The head of a family charged with participating in a $20 million pump-and-dump scheme pleaded guilty to running a fraud ring that allegedly involved his three sons and that prosecutors called "just the latest chapter in a lifetime of fraud."

John "Yanni" Galanis, 73, of Oceanside, California, was accused of manipulating shares of Gerova Financial Group Ltd., a Bermuda-based financial services company, by enticing brokers to bid up shares for client accounts and then selling their own stock in the company. His sons -- Jason, Jared and Derek Galanis -- are also charged with participating in the scheme, which prosecutors said ran from 2009 to 2011.

Jason Galanis gained control over the company and had his 5 million shares -- almost half the company’s public float -- secretly issued to a straw holder, according to the government. The sons then sold the shares to brokers who bought them for client accounts, the government said.

John Galanis pleaded guilty Wednesday before U.S. Magistrate Judge Sarah Netburn in New York to one count of securities fraud and one of conspiracy to commit securities fraud, in exchange for a sentence of as much as 10 years in prison and a fine of as much as $5 million. He faced at least 20 years in prison if convicted of the counts against him. He also agreed to forfeit more than $19 million in ill-gotten gains. Sentencing is scheduled for Dec. 2.

Defense Lawyer

His lawyer, David Touger, said after the hearing that his client pleaded guilty to avoid implicating his son Jared, without mentioning the other children named in the indictment.

“Jared Galanis is not guilty of anything,” Touger said.

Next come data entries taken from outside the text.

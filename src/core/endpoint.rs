//! Border dangle endpoints
//!
//! Each state contributes a `<ST>_state_border_dangles` point layer. An
//! endpoint is identified by its exact coordinate and its attribute signature
//! (functional class, NHS flag, facility type and through lanes concatenated).
//! The signature helps pick the same road on the other side of the border when
//! the nearest dangle is not the right one.

use log::warn;
use serde_json::Value;
use std::collections::HashSet;

use crate::core::borders::StateCode;
use crate::core::coord::{Coord, CoordKey};
use crate::core::error::Result;
use crate::core::layer::Properties;
use crate::core::store::FeatureStore;

/// Suffix of the per-state dangle layers
pub const DANGLE_LAYER_SUFFIX: &str = "_state_border_dangles";

/// Attribute fields forming the signature, in concatenation order
pub const SIGNATURE_FIELDS: [&str; 4] = ["func_class", "nhs", "fac_type", "thru_lanes"];

/// Name of the dangle layer for `state`
pub fn dangle_layer_name(state: &StateCode) -> String {
    format!("{state}{DANGLE_LAYER_SUFFIX}")
}

/// A dangle endpoint with its attribute signature
#[derive(Debug, Clone, PartialEq)]
pub struct Endpoint {
    pub coord: Coord,
    pub signature: String,
}

impl Endpoint {
    pub fn new(coord: Coord, signature: impl Into<String>) -> Self {
        Self {
            coord,
            signature: signature.into(),
        }
    }

    fn key(&self) -> (CoordKey, String) {
        (self.coord.key(), self.signature.clone())
    }
}

/// Render one attribute value for the signature
fn signature_part(value: Option<&Value>) -> String {
    match value {
        None | Some(Value::Null) => String::new(),
        Some(Value::String(s)) => s.clone(),
        Some(other) => other.to_string(),
    }
}

/// Build the attribute signature of a dangle; the second value is true when
/// any of the signature fields was absent or null
pub fn attribute_signature(properties: &Properties) -> (String, bool) {
    let mut incomplete = false;
    let signature = SIGNATURE_FIELDS
        .iter()
        .map(|field| {
            let value = properties.get(*field);
            if matches!(value, None | Some(Value::Null)) {
                incomplete = true;
            }
            signature_part(value)
        })
        .collect();
    (signature, incomplete)
}

/// Deduplicated endpoints of one state, in layer order
#[derive(Debug, Clone)]
pub struct EndpointSet {
    pub state: StateCode,
    endpoints: Vec<Endpoint>,
    seen: HashSet<(CoordKey, String)>,
    duplicates: usize,
}

impl EndpointSet {
    pub fn new(state: StateCode) -> Self {
        Self {
            state,
            endpoints: Vec::new(),
            seen: HashSet::new(),
            duplicates: 0,
        }
    }

    /// Add an endpoint; returns false (and keeps the first) when an identical
    /// coordinate and signature is already present
    pub fn insert(&mut self, endpoint: Endpoint) -> bool {
        if !self.seen.insert(endpoint.key()) {
            self.duplicates += 1;
            return false;
        }
        self.endpoints.push(endpoint);
        true
    }

    pub fn endpoints(&self) -> &[Endpoint] {
        &self.endpoints
    }

    pub fn len(&self) -> usize {
        self.endpoints.len()
    }

    pub fn is_empty(&self) -> bool {
        self.endpoints.is_empty()
    }

    /// Number of rows dropped as duplicates
    pub fn duplicates(&self) -> usize {
        self.duplicates
    }
}

/// Read the dangle layer of `state` into a deduplicated endpoint set
pub fn load_endpoints<S: FeatureStore + ?Sized>(store: &S, state: &StateCode) -> Result<EndpointSet> {
    let layer = dangle_layer_name(state);
    let collection = store.read_layer(&layer)?;

    let mut set = EndpointSet::new(state.clone());
    let mut incomplete = 0usize;
    let mut not_points = 0usize;

    for feature in &collection.features {
        let Some(coord) = feature.geometry.as_point() else {
            not_points += 1;
            continue;
        };
        let (signature, missing) = attribute_signature(&feature.properties);
        if missing {
            incomplete += 1;
        }
        if !set.insert(Endpoint::new(coord, signature.clone())) {
            warn!(
                "{layer}: duplicate dangle at ({}, {}) with signature '{signature}' ignored",
                coord.lon, coord.lat
            );
        }
    }

    if not_points > 0 {
        warn!("{layer}: skipped {not_points} features without point geometry");
    }
    if incomplete > 0 {
        warn!("{layer}: {incomplete} dangles lack one or more signature attributes");
    }

    Ok(set)
}

#[cfg(test)]
mod tests {
    use super::*;
    use crate::core::layer::{Feature, FeatureCollection, Geometry};
    use crate::core::store::MemoryStore;
    use serde_json::json;

    fn props(value: Value) -> Properties {
        value.as_object().cloned().unwrap()
    }

    fn code(s: &str) -> StateCode {
        StateCode::parse(s).unwrap()
    }

    #[test]
    fn test_signature_concatenates_fields_in_order() {
        let (sig, incomplete) = attribute_signature(&props(json!({
            "thru_lanes": 2, "fac_type": 1, "nhs": "1", "func_class": 3
        })));
        assert_eq!(sig, "3112");
        assert!(!incomplete);
    }

    #[test]
    fn test_signature_with_missing_fields() {
        let (sig, incomplete) = attribute_signature(&props(json!({
            "func_class": 4, "nhs": null, "thru_lanes": 2
        })));
        assert_eq!(sig, "42");
        assert!(incomplete);
    }

    #[test]
    fn test_duplicate_endpoints_collapse() {
        let mut set = EndpointSet::new(code("NH"));
        let coord = Coord::new(-71.5, 42.7);
        assert!(set.insert(Endpoint::new(coord, "3112")));
        assert!(!set.insert(Endpoint::new(coord, "3112")));
        // same coordinate, different road attributes: a distinct endpoint
        assert!(set.insert(Endpoint::new(coord, "4102")));
        assert_eq!(set.len(), 2);
        assert_eq!(set.duplicates(), 1);
    }

    #[test]
    fn test_load_endpoints_from_store() {
        let mut store = MemoryStore::new();
        let row = props(json!({"func_class": 3, "nhs": 1, "fac_type": 1, "thru_lanes": 2}));
        store.insert(
            "VT_state_border_dangles",
            FeatureCollection::new(vec![
                Feature::point(Coord::new(-72.4, 42.73), row.clone()),
                Feature::point(Coord::new(-72.4, 42.73), row.clone()),
                Feature::point(Coord::new(-72.1, 42.72), Properties::new()),
                Feature::new(
                    Geometry::LineString {
                        coordinates: vec![[0.0, 0.0].into(), [1.0, 1.0].into()],
                    },
                    row,
                ),
            ]),
        );

        let set = load_endpoints(&store, &code("VT")).unwrap();
        assert_eq!(set.len(), 2);
        assert_eq!(set.duplicates(), 1);
        assert_eq!(set.endpoints()[0].signature, "3112");
        assert_eq!(set.endpoints()[1].signature, "");
    }

    #[test]
    fn test_load_endpoints_ignores_elevation() {
        let layer: FeatureCollection = serde_json::from_value(json!({
            "type": "FeatureCollection",
            "features": [{
                "type": "Feature",
                "geometry": {"type": "Point", "coordinates": [-90.0, 35.0, 112.5]},
                "properties": {"func_class": 3, "nhs": 1, "fac_type": 1, "thru_lanes": 2}
            }]
        }))
        .unwrap();
        let mut store = MemoryStore::new();
        store.insert("AR_state_border_dangles", layer);

        let set = load_endpoints(&store, &code("AR")).unwrap();
        assert_eq!(set.endpoints()[0].coord, Coord::new(-90.0, 35.0));
    }

    #[test]
    fn test_load_endpoints_missing_layer() {
        let store = MemoryStore::new();
        assert!(load_endpoints(&store, &code("VT")).is_err());
    }
}
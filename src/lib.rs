//! # Border-stitch Library
//!
//! Connects per-state road networks into one national network. Each state
//! ships a layer of "dangles" (segment endpoints left unconnected where the
//! network was clipped at the state border). Border-stitch matches every
//! dangle against the dangles of the bordering states and writes a two-point
//! connector for each matched pair, exactly once per pair.
//!
//! ## Matching rules
//!
//! - Distances are great-circle distances in feet.
//! - A neighbor dangle is a candidate when it lies within the border's
//!   tolerance (305 ft by default, widened for a few borders).
//! - With several candidates, one sharing the focus dangle's road attributes
//!   gets a 150 ft head start; otherwise the nearest wins.
//!
//! ## Basic Usage
//!
//! ```rust,no_run
//! use border_stitch::{run, StitchConfig, StitchOptions};
//!
//! fn main() -> Result<(), Box<dyn std::error::Error>> {
//!     let config = StitchConfig {
//!         output_dir: Some("/data/national".into()),
//!         ..Default::default()
//!     };
//!     let report = run(&config, &StitchOptions::default())?;
//!     println!("{} connectors written", report.connectors_written);
//!     Ok(())
//! }
//! ```
//!
//! ## Custom stores
//!
//! ```rust
//! use border_stitch::{run_with, CustomBorders, MemoryStore, StateCode, StitchConfig, StitchOptions};
//!
//! let mut store = MemoryStore::new();
//! let mut borders = CustomBorders::new();
//! borders.add_border(StateCode::parse("NH").unwrap(), StateCode::parse("VT").unwrap());
//!
//! let report = run_with::<_, MemoryStore>(
//!     &mut store,
//!     None,
//!     &borders,
//!     &StitchConfig::default(),
//!     &StitchOptions::default(),
//! )
//! .unwrap();
//! assert_eq!(report.connectors_written, 0);
//! ```

pub mod core;

pub use crate::core::borders::{BorderTable, CustomBorders, StateCode, UsStateBorders};
pub use crate::core::config::{StitchConfig, ToleranceOverride, ToleranceTable};
pub use crate::core::coord::{great_circle_feet, great_circle_miles, Coord};
pub use crate::core::edit::EditSession;
pub use crate::core::emitter::{Connector, Emission, PairLedger, CONNECTORS_LAYER};
pub use crate::core::endpoint::{load_endpoints, Endpoint, EndpointSet};
pub use crate::core::error::{Error, Result};
pub use crate::core::layer::{Feature, FeatureCollection, Geometry, Position, Properties};
pub use crate::core::matcher::{match_neighbor, Candidate, FocusEntry};
pub use crate::core::pipeline::{run, run_with, StateReport, StitchOptions, StitchReport};
pub use crate::core::resolver::resolve;
pub use crate::core::store::{FeatureStore, GeoJsonStore, MemoryStore};
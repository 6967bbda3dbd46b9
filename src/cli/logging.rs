//! Logging setup for the CLI
//!
//! Log lines go to stderr at `info` (or `debug` with `--verbose`, or whatever
//! `RUST_LOG` says) and, unless disabled, to a dated file under
//! `<output_dir>/logs/` at `debug` so a run can be reviewed afterwards.

use anyhow::{Context, Result};
use env_logger::{Builder, Env, Logger, Target};
use log::{LevelFilter, Log, Metadata, Record};
use std::fs::{File, OpenOptions};
use std::path::{Path, PathBuf};

/// Forwards each record to the console logger and the optional file logger,
/// each applying its own filter
struct DualLogger {
    console: Logger,
    file: Option<Logger>,
}

impl DualLogger {
    fn max_level(&self) -> LevelFilter {
        let file = self.file.as_ref().map_or(LevelFilter::Off, Logger::filter);
        self.console.filter().max(file)
    }
}

impl Log for DualLogger {
    fn enabled(&self, metadata: &Metadata) -> bool {
        self.console.enabled(metadata) || self.file.as_ref().is_some_and(|f| f.enabled(metadata))
    }

    fn log(&self, record: &Record) {
        self.console.log(record);
        if let Some(file) = &self.file {
            file.log(record);
        }
    }

    fn flush(&self) {
        self.console.flush();
        if let Some(file) = &self.file {
            file.flush();
        }
    }
}

fn file_logger(file: File) -> Logger {
    Builder::new()
        .filter_level(LevelFilter::Debug)
        .target(Target::Pipe(Box::new(file)))
        .build()
}

/// Path of today's log file under `output_dir`
pub fn log_file_path(output_dir: &Path) -> PathBuf {
    let name = chrono::Local::now()
        .format("stitch_%Y_%m_%d.log")
        .to_string();
    output_dir.join("logs").join(name)
}

/// Initialize logging; `RUST_LOG` takes precedence over `verbose` on the console
pub fn init_logging(verbose: bool, log_file: Option<&Path>) -> Result<()> {
    let file = match log_file {
        Some(path) => {
            if let Some(dir) = path.parent() {
                std::fs::create_dir_all(dir)
                    .with_context(|| format!("Failed to create log directory {}", dir.display()))?;
            }
            let file = OpenOptions::new()
                .create(true)
                .append(true)
                .open(path)
                .with_context(|| format!("Failed to open log file {}", path.display()))?;
            Some(file_logger(file))
        }
        None => None,
    };

    let default_level = if verbose { "debug" } else { "info" };
    let console = Builder::from_env(Env::default().default_filter_or(default_level))
        .target(Target::Stderr)
        .build();

    let logger = DualLogger { console, file };
    let max_level = logger.max_level();
    log::set_boxed_logger(Box::new(logger)).context("Logger already initialized")?;
    log::set_max_level(max_level);
    Ok(())
}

The Galanises, along with alleged straw holder Ymer Shahini, Gerova Chief Financial Officer Gary Hirst and investment adviser Gavin Hamels, were charged last September. With the exception of Shahini, they were also sued by the U.S. Securities and Exchange Commission.

Jason and John Galanis face additional charges, in an unrelated case, that they stole the proceeds of a $68 million bond issue in the name of a South Dakota American Indian tribe. They used the proceeds to pay legal bills and taxes, buy luxury goods and make $3 million in improvements to Jason Galanis’s Bel Air, California, home, prosecutors charged. Jason Galanis has been in jail since being arrested in the tribal bond scheme, and a federal appeals court in New York Wednesday denied his bid for bail pending a trial set for September.

The guilty plea marks the fourth conviction for John Galanis, prosecutors said. He pleaded guilty to charges of manipulating the prices of over-the-counter securities in 1973 and was sentenced to five years in prison. He was also previously found guilty in 1988 of masterminding a multimillion-dollar fraudulent tax shelter that drew in famous entertainers including Sammy Davis Jr. and Eddie Murphy and sentenced to 27 years in prison. He was also convicted of grand larceny that same year and sentenced to as much as 17 years in prison, prosecutors said.

Jason Galanis was fined $60,000 by the SEC in 2007 for preparing false financial statements at the men’s magazine publisher Penthouse International Inc.

The case is U.S. v. Galanis, 16-mj-02978, U.S. District Court, Southern District of New York (Manhattan).